So, this is my updated version of the 2010 Deutschland Tour. Some ideas of the original route should stay as they are: No border crossing, MTF on the penultimate day, still a fan of the start at Lake Tegernsee with this uphill prologue and a finish in Berlin plus Bonn being a major part of the route. Inbetween, some stuff had to change, because 3 of the 4 final stages being totally flat is just pointless. So the stages right before the final Sprint royal in Berlin now will be: An ITT, a hilly stage with a steep uphill finish and a mountain stage in the Harz region with a MTF on north Germanys highest mountain.

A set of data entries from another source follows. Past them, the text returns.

use std::sync::Arc;

use axum::extract::FromRef;

use crate::config::Config;
use crate::engine::service::SessionService;

#[derive(Clone)]
pub struct AppState {
    pub service: Arc<SessionService>,
    pub config: Config,
}

impl FromRef<AppState> for Arc<SessionService> {
    fn from_ref(state: &AppState) -> Self {
        state.service.clone()
    }
}

impl FromRef<AppState> for Config {
    fn from_ref(state: &AppState) -> Self {
        state.config.clone()
    }
}
impl SessionService {
    pub fn new(bank: Arc<QuestionBank>, configs: HashMap<i64, QuizConfiguration>) -> Self {
        SessionService {
            bank,
            configs,
            table: Mutex::new(SessionTable::default()),
        }
    }

    fn config_for(&self, certification_id: i64) -> Result<&QuizConfiguration, AppError> {
        self.configs.get(&certification_id).ok_or_else(|| {
            AppError::NotFound(format!(
                "No quiz configuration for certification {}",
                certification_id
            ))
        })
    }

    fn lock(&self) -> Result<MutexGuard<'_, SessionTable>, AppError> {
        self.table
            .lock()
            .map_err(|_| AppError::InternalServerError("session table lock poisoned".to_string()))
    }

    /// Validation report for a certification's configuration against the
    /// live bank. Empty means the configuration can generate.
    pub fn validate_configuration(&self, certification_id: i64) -> Result<Vec<String>, AppError> {
        let config = self.config_for(certification_id)?;
        Ok(planner::validate(config, &self.bank))
    }

    /// Generates a one-off exam payload without opening a session
    /// (configuration preview). Returns only the public half.
    pub fn preview_exam(&self, certification_id: i64) -> Result<ExamData, AppError> {
        self.preview_exam_with(certification_id, &mut rand::rng())
    }

    pub fn preview_exam_with(
        &self,
        certification_id: i64,
        rng: &mut impl Rng,
    ) -> Result<ExamData, AppError> {
        let config = self.config_for(certification_id)?;
        let plan = planner::build_plan(config, &self.bank)?;
        let exam = generator::generate_exam(certification_id, config, &plan, &self.bank, rng)?;
        Ok(exam.data)
    }

    /// Starts (or resumes) a session. Idempotent: while a non-terminal
    /// session exists for this user+certification it is returned unchanged.
    /// A wall-expired session is closed first, then a fresh one is created.
    pub fn start(&self, user_id: i64, certification_id: i64) -> Result<ExamSession, AppError> {
        self.start_at(user_id, certification_id, Utc::now(), &mut rand::rng())
    }

    pub fn start_at(
        &self,
        user_id: i64,
        certification_id: i64,
        now: DateTime<Utc>,
        rng: &mut impl Rng,
    ) -> Result<ExamSession, AppError> {
        let config = self.config_for(certification_id)?;
        let mut table = self.lock()?;

        if let Some(&session_id) = table.active.get(&(user_id, certification_id)) {
            let session = table.by_id.get_mut(&session_id).ok_or_else(|| {
                AppError::InternalServerError("active index points at missing session".to_string())
            })?;
            Self::expire_if_due(session, now);
            if session.status == SessionStatus::Active {
                return Ok(session.clone());
            }
            table.active.remove(&(user_id, certification_id));
        }

        let plan = planner::build_plan(config, &self.bank)?;
        let exam = generator::generate_exam(certification_id, config, &plan, &self.bank, rng)?;
        let session = ExamSession::new(
            user_id,
            certification_id,
            exam,
            now,
            config.time_limit_duration(),
        );

        tracing::info!(
            session_id = %session.id,
            user_id,
            certification_id,
            expires_at = %session.expires_at,
            "exam session started"
        );

        table.active.insert((user_id, certification_id), session.id);
        table.by_id.insert(session.id, session.clone());
        Ok(session)
    }

    /// Saves the answer set for one question, replacing any previous set.
    /// Expiry is checked on every save: a stale client keeps getting
    /// `ExamTimeExpired` while the session is auto-closed underneath it.
    pub fn save_answer(
        &self,
        user_id: i64,
        session_id: Uuid,
        question_id: i64,
        option_ids: BTreeSet<i64>,
    ) -> Result<ExamSession, AppError> {
        self.save_answer_at(user_id, session_id, question_id, option_ids, Utc::now())
    }

    pub fn save_answer_at(
        &self,
        user_id: i64,
        session_id: Uuid,
        question_id: i64,
        option_ids: BTreeSet<i64>,
        now: DateTime<Utc>,
    ) -> Result<ExamSession, AppError> {
        let mut table = self.lock()?;
        let session = Self::owned_session_mut(&mut table, user_id, session_id)?;

        if Self::expire_if_due(session, now) {
            return Err(AppError::ExamTimeExpired);
        }
        match session.status {
            SessionStatus::Active => {}
            SessionStatus::Expired => return Err(AppError::ExamTimeExpired),
            SessionStatus::Submitted => {
                return Err(AppError::BadRequest(
                    "Session has already been submitted".to_string(),
                ));
            }
        }

        let question = session.exam.key.get(&question_id).ok_or_else(|| {
            AppError::BadRequest(format!("Question {} is not part of this exam", question_id))
        })?;
        if !option_ids.is_subset(&question.option_ids()) {
            return Err(AppError::BadRequest(format!(
                "Unknown option id for question {}",
                question_id
            )));
        }

        session.answers.insert(question_id, option_ids);
        Ok(session.clone())
    }

    /// Submits a session. Idempotent on terminal sessions: the stored
    /// terminal state is returned unchanged, with no re-scoring. A submit
    /// that discovers the deadline has passed closes the session as
    /// `Expired` - scored from whatever was saved.
    pub fn submit(&self, user_id: i64, session_id: Uuid) -> Result<SubmitOutcome, AppError> {
        self.submit_at(user_id, session_id, Utc::now())
    }

    pub fn submit_at(
        &self,
        user_id: i64,
        session_id: Uuid,
        now: DateTime<Utc>,
    ) -> Result<SubmitOutcome, AppError> {
        let mut table = self.lock()?;
        let session = Self::owned_session_mut(&mut table, user_id, session_id)?;

        if session.status == SessionStatus::Active {
            if session.is_past_deadline(now) {
                Self::finalize(session, SessionStatus::Expired, now);
            } else {
                Self::finalize(session, SessionStatus::Submitted, now);
            }
        }

        let result = Self::terminal_result(session);
        Ok(SubmitOutcome {
            session: session.clone(),
            result,
        })
    }

    /// Read-only view of a session. Passive expiry runs first, so a caller
    /// never observes `active` past `expires_at`.
    pub fn status(&self, user_id: i64, session_id: Uuid) -> Result<ExamSession, AppError> {
        self.status_at(user_id, session_id, Utc::now())
    }

    pub fn status_at(
        &self,
        user_id: i64,
        session_id: Uuid,
        now: DateTime<Utc>,
    ) -> Result<ExamSession, AppError> {
        let mut table = self.lock()?;
        let session = Self::owned_session_mut(&mut table, user_id, session_id)?;
        Self::expire_if_due(session, now);
        Ok(session.clone())
    }

    /// Detailed per-question breakdown. Only available once terminal; the
    /// answer key is never revealed while a session is active.
    pub fn result(&self, user_id: i64, session_id: Uuid) -> Result<SubmitOutcome, AppError> {
        self.result_at(user_id, session_id, Utc::now())
    }

    pub fn result_at(
        &self,
        user_id: i64,
        session_id: Uuid,
        now: DateTime<Utc>,
    ) -> Result<SubmitOutcome, AppError> {
        let mut table = self.lock()?;
        let session = Self::owned_session_mut(&mut table, user_id, session_id)?;
        Self::expire_if_due(session, now);
        if !session.status.is_terminal() {
            return Err(AppError::BadRequest(
                "Exam is still in progress; results are revealed after submission".to_string(),
            ));
        }
        let result = Self::terminal_result(session);
        Ok(SubmitOutcome {
            session: session.clone(),
            result,
        })
    }

    fn owned_session_mut<'a>(
        table: &'a mut SessionTable,
        user_id: i64,
        session_id: Uuid,
    ) -> Result<&'a mut ExamSession, AppError> {
        let session = table
            .by_id
            .get_mut(&session_id)
            .ok_or_else(|| AppError::NotFound("Session not found".to_string()))?;
        if session.user_id != user_id {
            return Err(AppError::Forbidden(
                "Session belongs to another user".to_string(),
            ));
        }
        Ok(session)
    }

    /// Lazy expiry: an active session past its deadline transitions to
    /// `Expired` (scored from saved answers) before the caller sees it.
    fn expire_if_due(session: &mut ExamSession, now: DateTime<Utc>) -> bool {
        if session.status == SessionStatus::Active && session.is_past_deadline(now) {
            Self::finalize(session, SessionStatus::Expired, now);
            true
        } else {
            false
        }
    }

    /// The single terminal transition. Score, pass/fail and submitted_at
    /// are stored exactly once.
    fn finalize(session: &mut ExamSession, status: SessionStatus, now: DateTime<Utc>) {
        let result = scorer::score_exam(
            &session.exam,
            &session.answers,
            session.exam.data.passing_score,
        );
        session.score = Some(result.score);
        session.passed = Some(result.passed);
        session.submitted_at = Some(now);
        session.status = status;

        tracing::info!(
            session_id = %session.id,
            user_id = session.user_id,
            certification_id = session.certification_id,
            status = ?status,
            score = result.score,
            passed = result.passed,
            "exam session closed"
        );
    }

    /// Rebuilds the detailed breakdown for a terminal session from the
    /// stored key and answers, keeping the stored score - repeated submits
    /// return the identical result.
    fn terminal_result(session: &ExamSession) -> QuizResult {
        let mut result = scorer::score_exam(
            &session.exam,
            &session.answers,
            session.exam.data.passing_score,
        );
        if let Some(score) = session.score {
            result.score = score;
        }
        if let Some(passed) = session.passed {
            result.passed = passed;
        }
        result.submitted_at = session.submitted_at;
        result
    }
}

Also, I changed the MTF on the first stage in the Allgäu region. Instead, the stage now ends 7k after crossing the highest German pass route, the Riedbergpass, in a downhill to the finish in Balderschwang. This climb is not that super steep as Ochsenbergalpe, but still steep and much longer. In combination with the downhill afterwards, I hope for earlier attacks and more action on this route. On top, it's much more realistic to end the stage in Balderschwang, because the infrastructure in this village is much more fitting for an event like the Deutschland Tour if you compare it to the small path to Ochsenbergalpe.

Bonn now hosts the finish and the start of a stage race instead of an ITT, that's my alternative plan to keep the city a central part of the route. As I wanted to go further north afterwards and push the ITT one day further back, this was the alternative plan I came up with. The ITT will now be held in the very north of Germany in Frisia region, connecting the two major regional towns of Emden and Leer. Stages 3 and 6 will be much more difficult than they were originally, having some climbs in the finale on stage 3, even in the city of Bonn, and an uphill finish on the sixth day. Instead of 3 total flat stages plus 2 merely flat ones, the race now will have 2 total flat stages and 2 more that more or less could be for the sprinters, but also provide some opportunities to attack.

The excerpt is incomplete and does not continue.